Top of INPUT

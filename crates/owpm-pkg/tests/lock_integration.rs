//! End-to-end locking tests against an in-memory registry.

use std::collections::{HashMap, HashSet};
use std::path::Path;
use std::sync::atomic::{AtomicUsize, Ordering};
use std::sync::Arc;
use std::time::Duration;

use owpm_pkg::{
    is_up_to_date, LockBuilder, LockConfig, LockEntry, LockError, LockOutcome, LockStore, Locker,
    Manifest, PackageMetadata, PackageRequirement, ProjectPaths, Registry, RegistryError,
    ResolveError, ResolvedPackage, StoreError, SCHEMA_VERSION,
};

#[derive(Default)]
struct FakeRegistry {
    packages: HashMap<String, (Arc<PackageMetadata>, Duration)>,
    unavailable: HashSet<String>,
    calls: AtomicUsize,
}

impl FakeRegistry {
    fn with(self, name: &str, metadata: PackageMetadata) -> Self {
        self.with_latency(name, metadata, Duration::ZERO)
    }

    fn with_latency(mut self, name: &str, metadata: PackageMetadata, latency: Duration) -> Self {
        self.packages
            .insert(name.to_string(), (Arc::new(metadata), latency));
        self
    }

    fn down(mut self, name: &str) -> Self {
        self.unavailable.insert(name.to_string());
        self
    }

    fn calls(&self) -> usize {
        self.calls.load(Ordering::SeqCst)
    }
}

impl Registry for FakeRegistry {
    fn package_metadata(&self, name: &str) -> Result<Arc<PackageMetadata>, RegistryError> {
        self.calls.fetch_add(1, Ordering::SeqCst);
        if self.unavailable.contains(name) {
            return Err(RegistryError::Unavailable {
                package: name.to_string(),
                reason: "service unavailable".to_string(),
            });
        }
        let (metadata, latency) = self
            .packages
            .get(name)
            .ok_or_else(|| RegistryError::PackageNotFound(name.to_string()))?;
        if !latency.is_zero() {
            std::thread::sleep(*latency);
        }
        Ok(Arc::clone(metadata))
    }
}

fn write_manifest(dir: &Path, content: &str) -> (Manifest, ProjectPaths) {
    let paths = ProjectPaths::for_manifest(dir.join("demo.owpm"));
    std::fs::write(&paths.manifest, content).unwrap();
    (Manifest::load(&paths.manifest).unwrap(), paths)
}

fn entry(name: &str, version: &str, digest: &str, is_dev: bool, is_dep: bool) -> LockEntry {
    LockEntry {
        name: name.to_string(),
        version: version.to_string(),
        digest: digest.to_string(),
        is_dev,
        is_dep,
    }
}

const SCENARIO_A: &str = r#"
description = "demo project"
version = "0.1.0"
store_digest = ""

[packages]
alpha = "*"

[dev_packages]
beta = "*"
"#;

#[test]
fn scenario_a_force_lock() {
    let dir = tempfile::tempdir().unwrap();
    let (mut manifest, paths) = write_manifest(dir.path(), SCENARIO_A);
    let registry = FakeRegistry::default()
        .with("alpha", PackageMetadata::with_latest("aaa"))
        .with("beta", PackageMetadata::with_latest("bbb"));

    let outcome = Locker::new(&registry)
        .lock(&mut manifest, &paths, true)
        .unwrap();
    assert_eq!(
        outcome,
        LockOutcome::Rebuilt {
            entries: 2,
            conflicts: Vec::new()
        }
    );

    let store = LockStore::open(&paths.store).unwrap();
    assert_eq!(
        store.select_all().unwrap(),
        vec![
            entry("alpha", "*", "aaa", false, false),
            entry("beta", "*", "bbb", true, false),
        ]
    );
    drop(store);

    let calls = registry.calls();
    assert!(is_up_to_date(&manifest, &paths.store));
    assert_eq!(registry.calls(), calls);

    // The stamp was persisted, not only kept in memory.
    let reloaded = Manifest::load(&paths.manifest).unwrap();
    assert!(is_up_to_date(&reloaded, &paths.store));
}

#[test]
fn scenario_b_unavailable_registry_leaves_no_store() {
    let dir = tempfile::tempdir().unwrap();
    let (mut manifest, paths) = write_manifest(
        dir.path(),
        "version = \"0.1.0\"\n\n[packages]\ngamma = \"*\"\n",
    );
    let registry = FakeRegistry::default().down("gamma");

    let err = Locker::new(&registry)
        .lock(&mut manifest, &paths, false)
        .unwrap_err();

    assert!(matches!(
        err,
        LockError::Resolve(ResolveError::Registry(RegistryError::Unavailable { .. }))
    ));
    assert!(!paths.store.exists());
    assert!(manifest.is_unlocked());
}

#[test]
fn second_lock_is_skipped() {
    let dir = tempfile::tempdir().unwrap();
    let (mut manifest, paths) = write_manifest(dir.path(), SCENARIO_A);
    let registry = FakeRegistry::default()
        .with("alpha", PackageMetadata::with_latest("aaa"))
        .with("beta", PackageMetadata::with_latest("bbb"));
    let locker = Locker::new(&registry);

    assert!(matches!(
        locker.lock(&mut manifest, &paths, false).unwrap(),
        LockOutcome::Rebuilt { .. }
    ));
    let calls = registry.calls();

    assert_eq!(
        locker.lock(&mut manifest, &paths, false).unwrap(),
        LockOutcome::Skipped
    );
    assert_eq!(registry.calls(), calls);
}

#[test]
fn mutation_makes_project_stale() {
    let dir = tempfile::tempdir().unwrap();
    let (mut manifest, paths) = write_manifest(dir.path(), SCENARIO_A);
    let registry = FakeRegistry::default()
        .with("alpha", PackageMetadata::with_latest("aaa"))
        .with("beta", PackageMetadata::with_latest("bbb"))
        .with("delta", PackageMetadata::with_latest("ddd"));
    let locker = Locker::new(&registry);

    locker.lock(&mut manifest, &paths, false).unwrap();
    manifest
        .add_requirement(PackageRequirement::any("delta"))
        .unwrap();
    assert!(!is_up_to_date(&manifest, &paths.store));

    let outcome = locker.lock(&mut manifest, &paths, false).unwrap();
    assert!(matches!(outcome, LockOutcome::Rebuilt { entries: 3, .. }));
    assert!(is_up_to_date(&manifest, &paths.store));
}

#[test]
fn force_always_rebuilds() {
    let dir = tempfile::tempdir().unwrap();
    let (mut manifest, paths) = write_manifest(dir.path(), SCENARIO_A);
    let registry = FakeRegistry::default()
        .with("alpha", PackageMetadata::with_latest("aaa"))
        .with("beta", PackageMetadata::with_latest("bbb"));
    let locker = Locker::new(&registry);

    locker.lock(&mut manifest, &paths, false).unwrap();
    let outcome = locker.lock(&mut manifest, &paths, true).unwrap();
    assert!(matches!(outcome, LockOutcome::Rebuilt { entries: 2, .. }));
    assert!(is_up_to_date(&manifest, &paths.store));
}

#[test]
fn tampered_store_is_rebuilt() {
    let dir = tempfile::tempdir().unwrap();
    let (mut manifest, paths) = write_manifest(dir.path(), SCENARIO_A);
    let registry = FakeRegistry::default()
        .with("alpha", PackageMetadata::with_latest("aaa"))
        .with("beta", PackageMetadata::with_latest("bbb"));
    let locker = Locker::new(&registry);

    locker.lock(&mut manifest, &paths, false).unwrap();
    let store = LockStore::open(&paths.store).unwrap();
    store
        .insert(&entry("intruder", "*", "zzz", false, false))
        .unwrap();
    store.close().unwrap();

    assert!(!is_up_to_date(&manifest, &paths.store));
    let outcome = locker.lock(&mut manifest, &paths, false).unwrap();
    assert!(matches!(outcome, LockOutcome::Rebuilt { entries: 2, .. }));
}

#[test]
fn shared_transitive_dependency_locked_once() {
    let dir = tempfile::tempdir().unwrap();
    let (mut manifest, paths) = write_manifest(
        dir.path(),
        "version = \"0.1.0\"\n\n[packages]\nweb = \"*\"\ncli = \"*\"\n",
    );
    let registry = FakeRegistry::default()
        .with(
            "web",
            PackageMetadata::with_latest("w").depends_on("certs (>=1.0)"),
        )
        .with(
            "cli",
            PackageMetadata::with_latest("c").depends_on("certs>=1.0; python_version >= \"3\""),
        )
        .with(
            "certs",
            PackageMetadata::with_latest("c-latest").release("1.4", "c14"),
        );

    let outcome = Locker::new(&registry)
        .lock(&mut manifest, &paths, true)
        .unwrap();
    assert!(matches!(outcome, LockOutcome::Rebuilt { entries: 3, .. }));

    let store = LockStore::open(&paths.store).unwrap();
    let certs: Vec<_> = store
        .select_all()
        .unwrap()
        .into_iter()
        .filter(|e| e.name == "certs")
        .collect();
    assert_eq!(certs, vec![entry("certs", "1.4", "c14", false, true)]);
    assert_eq!(store.select_non_dev_non_dep().unwrap().len(), 2);
}

#[test]
fn runtime_and_dev_pick_of_one_artifact_stays_runtime() {
    let registry = FakeRegistry::default()
        .with("six", PackageMetadata::with_latest("s1").release("1.0", "s1"));

    for workers in [1, 4] {
        let dir = tempfile::tempdir().unwrap();
        let (mut manifest, paths) = write_manifest(
            dir.path(),
            "version = \"0.1.0\"\n\n[packages]\nsix = \">=1.0\"\n\n[dev_packages]\nsix = \"*\"\n",
        );

        let outcome = Locker::with_config(&registry, LockConfig::default().with_workers(workers))
            .lock(&mut manifest, &paths, true)
            .unwrap();
        assert_eq!(
            outcome,
            LockOutcome::Rebuilt {
                entries: 1,
                conflicts: Vec::new()
            }
        );

        let store = LockStore::open(&paths.store).unwrap();
        assert_eq!(
            store.select_non_dev_non_dep().unwrap(),
            vec![entry("six", "1.0", "s1", false, false)]
        );
    }
}

#[test]
fn metadata_fetched_once_per_package() {
    let dir = tempfile::tempdir().unwrap();
    let (mut manifest, paths) = write_manifest(dir.path(), SCENARIO_A);
    let registry = FakeRegistry::default()
        .with("alpha", PackageMetadata::with_latest("aaa").depends_on("shared"))
        .with("beta", PackageMetadata::with_latest("bbb").depends_on("shared"))
        .with("shared", PackageMetadata::with_latest("sss"));

    Locker::new(&registry)
        .lock(&mut manifest, &paths, true)
        .unwrap();

    assert_eq!(registry.calls(), 3);
}

#[test]
fn cross_path_conflict_is_reported() {
    let dir = tempfile::tempdir().unwrap();
    let (mut manifest, paths) = write_manifest(
        dir.path(),
        "version = \"0.1.0\"\n\n[packages]\nold = \"*\"\nnew = \"*\"\n",
    );
    let registry = FakeRegistry::default()
        .with("old", PackageMetadata::with_latest("o").depends_on("core (<2)"))
        .with("new", PackageMetadata::with_latest("n").depends_on("core (>=2)"))
        .with(
            "core",
            PackageMetadata::with_latest("c3")
                .release("1.0", "c1")
                .release("2.0", "c2"),
        );

    let outcome = Locker::new(&registry)
        .lock(&mut manifest, &paths, true)
        .unwrap();

    let LockOutcome::Rebuilt { entries, conflicts } = outcome else {
        panic!("expected a rebuild");
    };
    assert_eq!(entries, 4);
    assert_eq!(conflicts.len(), 1);
    assert_eq!(conflicts[0].package, "core");
}

#[test]
fn build_waits_for_every_task() {
    let dir = tempfile::tempdir().unwrap();
    let path = dir.path().join("demo.owpmlock");

    let count = 24;
    let mut registry = FakeRegistry::default();
    let mut packages = Vec::new();
    for i in 0..count {
        let name = format!("pkg{i}");
        let latency = Duration::from_millis((i * 7 % 40) as u64);
        registry = registry.with_latency(
            &name,
            PackageMetadata::with_latest(format!("digest-{i}")),
            latency,
        );
        packages.push(ResolvedPackage {
            name,
            constraint: "*".to_string(),
            resolved_version: None,
            is_dev: i % 3 == 0,
            is_transitive: false,
        });
    }

    let store = LockBuilder::new(&registry, LockConfig::default().with_workers(4))
        .build(&packages, &path)
        .unwrap();

    let digests: HashSet<String> = store
        .select_all()
        .unwrap()
        .into_iter()
        .map(|e| e.digest)
        .collect();
    let expected: HashSet<String> = (0..count).map(|i| format!("digest-{i}")).collect();
    assert_eq!(digests, expected);
    assert_eq!(registry.calls(), count);
}

#[test]
fn failed_fingerprint_reports_every_name() {
    let dir = tempfile::tempdir().unwrap();
    let (manifest, paths) = write_manifest(
        dir.path(),
        "version = \"0.1.0\"\n\n[packages]\nalpha = \"*\"\n",
    );
    let registry = FakeRegistry::default().with("alpha", PackageMetadata::with_latest("aaa"));

    // Resolve against a registry that knows `alpha`, then build against one
    // that has lost it.
    let resolution = owpm_pkg::Resolver::new(&registry)
        .resolve(manifest.requirements())
        .unwrap();
    let empty = FakeRegistry::default();
    let err = LockBuilder::new(&empty, LockConfig::default())
        .build(&resolution.packages, &paths.store)
        .unwrap_err();

    assert!(matches!(err, LockError::Incomplete { ref failed } if failed.as_slice() == ["alpha"]));
    assert!(!paths.store.exists());
}

#[test]
fn store_with_other_schema_is_rejected() {
    let dir = tempfile::tempdir().unwrap();
    let (mut manifest, paths) = write_manifest(dir.path(), SCENARIO_A);
    let registry = FakeRegistry::default()
        .with("alpha", PackageMetadata::with_latest("aaa"))
        .with("beta", PackageMetadata::with_latest("bbb"));

    Locker::new(&registry)
        .lock(&mut manifest, &paths, true)
        .unwrap();

    let conn = rusqlite::Connection::open(&paths.store).unwrap();
    conn.pragma_update(None, "user_version", SCHEMA_VERSION + 1)
        .unwrap();
    drop(conn);

    let err = LockStore::open(&paths.store).unwrap_err();
    assert!(matches!(
        err,
        StoreError::SchemaVersionMismatch { found, .. } if found == SCHEMA_VERSION + 1
    ));
    assert!(!is_up_to_date(&manifest, &paths.store));
}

Bottom of INPUT

▸ EXERCISE BRIEF:
Copy out every line of the data that includes "resolution".

▸ PROBLEM SOLUTION:
    let resolution = owpm_pkg::Resolver::new(&registry)
        .build(&resolution.packages, &paths.store)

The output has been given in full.